▶ **Problem details**
The number needed is how many lines of the data hold the string "crate". Give that number and nothing more.

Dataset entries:
■ ■ ■
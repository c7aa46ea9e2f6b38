//! Pipeline driver.
//!
//! Decides whether a file is compressed, assembles the stages for it, and
//! drains the final stream into a sink, flushing after every chunk.

use crate::streaming::channel::{ChunkStream, StreamOutcome};
use crate::streaming::relay::{apply_compression, Encoding, RelayConfig, DEFAULT_LEVEL};
use crate::streaming::source::begin_chunk_stream;
use async_trait::async_trait;
use bytes::Bytes;
use std::collections::HashSet;
use std::io;
use std::path::PathBuf;
use tokio::io::{AsyncWrite, AsyncWriteExt};
use tokio_util::sync::CancellationToken;

// =============================================================================
// Compression decision
// =============================================================================

/// When and how files are compressed in flight
#[derive(Debug, Clone)]
pub struct CompressionPolicy {
    pub enabled: bool,
    /// Files smaller than this are sent as-is
    pub threshold: u64,
    pub excluded_extensions: HashSet<String>,
    /// Target size of compressed chunks
    pub buffer_size: usize,
    pub encoding: Encoding,
    pub level: i32,
}

impl Default for CompressionPolicy {
    fn default() -> Self {
        Self {
            enabled: false,
            threshold: 0,
            excluded_extensions: HashSet::new(),
            buffer_size: crate::streaming::DEFAULT_COMPRESSION_BUFFER,
            encoding: Encoding::Gzip,
            level: DEFAULT_LEVEL,
        }
    }
}

impl CompressionPolicy {
    /// Compress iff enabled, `size >= threshold`, and the extension is not
    /// excluded.
    pub fn should_compress(&self, size: u64, file_name: &str) -> bool {
        if !self.enabled || size < self.threshold {
            return false;
        }
        !self
            .excluded_extensions
            .contains(file_extension(file_name))
    }
}

/// Final dot-delimited segment of `file_name`. A name without a dot is its
/// own extension.
pub fn file_extension(file_name: &str) -> &str {
    file_name.rsplit('.').next().unwrap_or(file_name)
}

// =============================================================================
// Stream plan
// =============================================================================

/// How the response body is framed
#[derive(Debug, Clone, Copy, PartialEq, Eq)]
pub enum Framing {
    /// Raw bytes, total length known upfront
    Sized(u64),
    /// Compressed, length unknown until the stream ends
    Encoded(Encoding),
}

/// Per-file read settings
#[derive(Debug, Clone, Copy)]
pub struct ReadSettings {
    pub block_size: usize,
    pub queue_depth: usize,
}

/// A started pipeline for one file
#[derive(Debug)]
pub struct StreamPlan {
    pub framing: Framing,
    pub stream: ChunkStream,
}

impl StreamPlan {
    /// Start reading `path` and interpose the relay if `compress` is set.
    pub fn start(
        path: impl Into<PathBuf>,
        size: u64,
        compress: bool,
        read: ReadSettings,
        policy: &CompressionPolicy,
        cancel: CancellationToken,
    ) -> Self {
        let raw = begin_chunk_stream(path, read.block_size, read.queue_depth, cancel);
        if !compress {
            return Self {
                framing: Framing::Sized(size),
                stream: raw,
            };
        }

        let stream = apply_compression(
            raw,
            RelayConfig {
                encoding: policy.encoding,
                level: policy.level,
                buffer_size: policy.buffer_size,
                queue_depth: read.queue_depth,
            },
        );
        Self {
            framing: Framing::Encoded(policy.encoding),
            stream,
        }
    }

    /// Start a pipeline for `path`, applying the policy's decision rule.
    pub fn for_file(
        path: impl Into<PathBuf>,
        file_name: &str,
        size: u64,
        read: ReadSettings,
        policy: &CompressionPolicy,
        cancel: CancellationToken,
    ) -> Self {
        let compress = policy.should_compress(size, file_name);
        Self::start(path, size, compress, read, policy, cancel)
    }
}

// =============================================================================
// Drain
// =============================================================================

/// Destination of a drained stream
#[async_trait]
pub trait ChunkSink: Send {
    /// Write one chunk, returning the number of bytes accepted.
    async fn write(&mut self, chunk: Bytes) -> io::Result<usize>;

    /// Push written data towards the peer.
    async fn flush(&mut self) -> io::Result<()>;

    /// The stream ended without completing. Sinks that can signal truncation
    /// to their peer do so here.
    async fn abort(&mut self, _outcome: &StreamOutcome) {}
}

/// [`ChunkSink`] over any tokio writer
pub struct IoSink<W> {
    inner: W,
}

impl<W> IoSink<W> {
    pub fn new(inner: W) -> Self {
        Self { inner }
    }

    pub fn into_inner(self) -> W {
        self.inner
    }
}

#[async_trait]
impl<W> ChunkSink for IoSink<W>
where
    W: AsyncWrite + Unpin + Send,
{
    async fn write(&mut self, chunk: Bytes) -> io::Result<usize> {
        self.inner.write_all(&chunk).await?;
        Ok(chunk.len())
    }

    async fn flush(&mut self) -> io::Result<()> {
        self.inner.flush().await
    }
}

/// Result of draining one stream
#[derive(Debug)]
pub struct DrainReport {
    pub chunks: u64,
    pub bytes: u64,
    pub outcome: StreamOutcome,
}

/// Write every chunk of `stream` to `sink`, flushing after each one.
///
/// A failing sink cancels the stream and yields
/// [`StreamOutcome::ConsumerGone`]. If the stream itself did not complete,
/// the sink is told via [`ChunkSink::abort`].
pub async fn drain<S>(mut stream: ChunkStream, sink: &mut S) -> DrainReport
where
    S: ChunkSink + ?Sized,
{
    let mut chunks = 0u64;
    let mut bytes = 0u64;

    while let Some(chunk) = stream.next().await {
        let len = chunk.len();
        let res = match sink.write(chunk).await {
            Ok(n) if n == len => sink.flush().await,
            Ok(n) => Err(io::Error::new(
                io::ErrorKind::WriteZero,
                format!("sink accepted {n} of {len} bytes"),
            )),
            Err(e) => Err(e),
        };

        if let Err(e) = res {
            tracing::debug!(chunks, bytes, error = %e, "sink failed, cancelling stream");
            stream.cancel();
            // Wait for the producers to wind down before reporting.
            let _ = stream.finish().await;
            return DrainReport {
                chunks,
                bytes,
                outcome: StreamOutcome::ConsumerGone,
            };
        }

        chunks += 1;
        bytes += len as u64;
    }

    let outcome = stream.finish().await;
    if !outcome.is_completed() {
        sink.abort(&outcome).await;
    }

    DrainReport {
        chunks,
        bytes,
        outcome,
    }
}

#[cfg(test)]
mod tests {
    use super::*;
    use std::fs;
    use tempfile::TempDir;

    fn policy(excluded: &[&str]) -> CompressionPolicy {
        CompressionPolicy {
            enabled: true,
            threshold: 100,
            excluded_extensions: excluded.iter().map(|s| s.to_string()).collect(),
            ..Default::default()
        }
    }

    #[test]
    fn test_file_extension() {
        assert_eq!(file_extension("a.jpg"), "jpg");
        assert_eq!(file_extension("archive.tar.gz"), "gz");
        assert_eq!(file_extension("README"), "README");
        assert_eq!(file_extension(".bashrc"), "bashrc");
        assert_eq!(file_extension("trailing."), "");
    }

    #[test]
    fn test_excluded_extension_is_not_compressed() {
        let p = policy(&["jpg"]);
        assert!(!p.should_compress(10_000, "a.jpg"));
        assert!(p.should_compress(10_000, "a.txt"));
    }

    #[test]
    fn test_threshold_is_inclusive() {
        let p = policy(&[]);
        assert!(!p.should_compress(99, "a.txt"));
        assert!(p.should_compress(100, "a.txt"));
    }

    #[test]
    fn test_disabled_policy_never_compresses() {
        let p = CompressionPolicy {
            enabled: false,
            ..policy(&[])
        };
        assert!(!p.should_compress(u64::MAX, "a.txt"));
    }

    #[test]
    fn test_extensionless_name_matches_only_itself() {
        let p = policy(&["Makefile"]);
        assert!(!p.should_compress(1000, "Makefile"));
        assert!(p.should_compress(1000, "README"));
    }

    /// Sink that accepts a fixed number of chunks, then fails.
    struct FailingSink {
        accept: usize,
        written: Vec<Bytes>,
        flushes: usize,
        aborted: Option<&'static str>,
    }

    impl FailingSink {
        fn accepting(accept: usize) -> Self {
            Self {
                accept,
                written: Vec::new(),
                flushes: 0,
                aborted: None,
            }
        }
    }

    #[async_trait]
    impl ChunkSink for FailingSink {
        async fn write(&mut self, chunk: Bytes) -> io::Result<usize> {
            if self.written.len() == self.accept {
                return Err(io::Error::from(io::ErrorKind::BrokenPipe));
            }
            let len = chunk.len();
            self.written.push(chunk);
            Ok(len)
        }

        async fn flush(&mut self) -> io::Result<()> {
            self.flushes += 1;
            Ok(())
        }

        async fn abort(&mut self, outcome: &StreamOutcome) {
            self.aborted = Some(outcome.label());
        }
    }

    #[tokio::test]
    async fn test_drain_flushes_after_every_chunk() {
        let tmp = TempDir::new().unwrap();
        let path = tmp.path().join("f.bin");
        fs::write(&path, vec![3u8; 5000]).unwrap();

        let plan = StreamPlan::start(
            &path,
            5000,
            false,
            ReadSettings {
                block_size: 1000,
                queue_depth: 2,
            },
            &CompressionPolicy::default(),
            CancellationToken::new(),
        );
        assert_eq!(plan.framing, Framing::Sized(5000));

        let mut sink = FailingSink::accepting(usize::MAX);
        let report = drain(plan.stream, &mut sink).await;

        assert!(report.outcome.is_completed());
        assert_eq!(report.chunks, 5);
        assert_eq!(report.bytes, 5000);
        assert_eq!(sink.flushes, 5);
        assert!(sink.aborted.is_none());
    }

    #[tokio::test]
    async fn test_read_failure_aborts_sink() {
        // Reading a directory fails after a successful open.
        let tmp = TempDir::new().unwrap();
        let plan = StreamPlan::start(
            tmp.path(),
            0,
            true,
            ReadSettings {
                block_size: 1024,
                queue_depth: 2,
            },
            &CompressionPolicy::default(),
            CancellationToken::new(),
        );

        let mut sink = FailingSink::accepting(usize::MAX);
        let report = drain(plan.stream, &mut sink).await;

        assert!(matches!(report.outcome, StreamOutcome::ReadFailed(_)));
        assert_eq!(report.chunks, 0);
        assert_eq!(sink.aborted, Some("read_failed"));
    }

    #[tokio::test]
    async fn test_failing_sink_cancels_stream() {
        let tmp = TempDir::new().unwrap();
        let path = tmp.path().join("f.bin");
        fs::write(&path, vec![3u8; 100_000]).unwrap();

        let token = CancellationToken::new();
        let stream = begin_chunk_stream(&path, 1000, 2, token.clone());
        let mut sink = FailingSink::accepting(3);
        let report = drain(stream, &mut sink).await;

        assert!(matches!(report.outcome, StreamOutcome::ConsumerGone));
        assert_eq!(report.chunks, 3);
        assert!(token.is_cancelled());
    }

    #[tokio::test]
    async fn test_io_sink_collects_bytes() {
        let tmp = TempDir::new().unwrap();
        let path = tmp.path().join("f.txt");
        fs::write(&path, b"hello pipeline").unwrap();

        let stream = begin_chunk_stream(&path, 4, 2, CancellationToken::new());
        let mut sink = IoSink::new(Vec::new());
        let report = drain(stream, &mut sink).await;

        assert!(report.outcome.is_completed());
        assert_eq!(report.chunks, 4);
        assert_eq!(sink.into_inner(), b"hello pipeline");
    }
}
■ ■ ■
▶ **Answer for the task**
4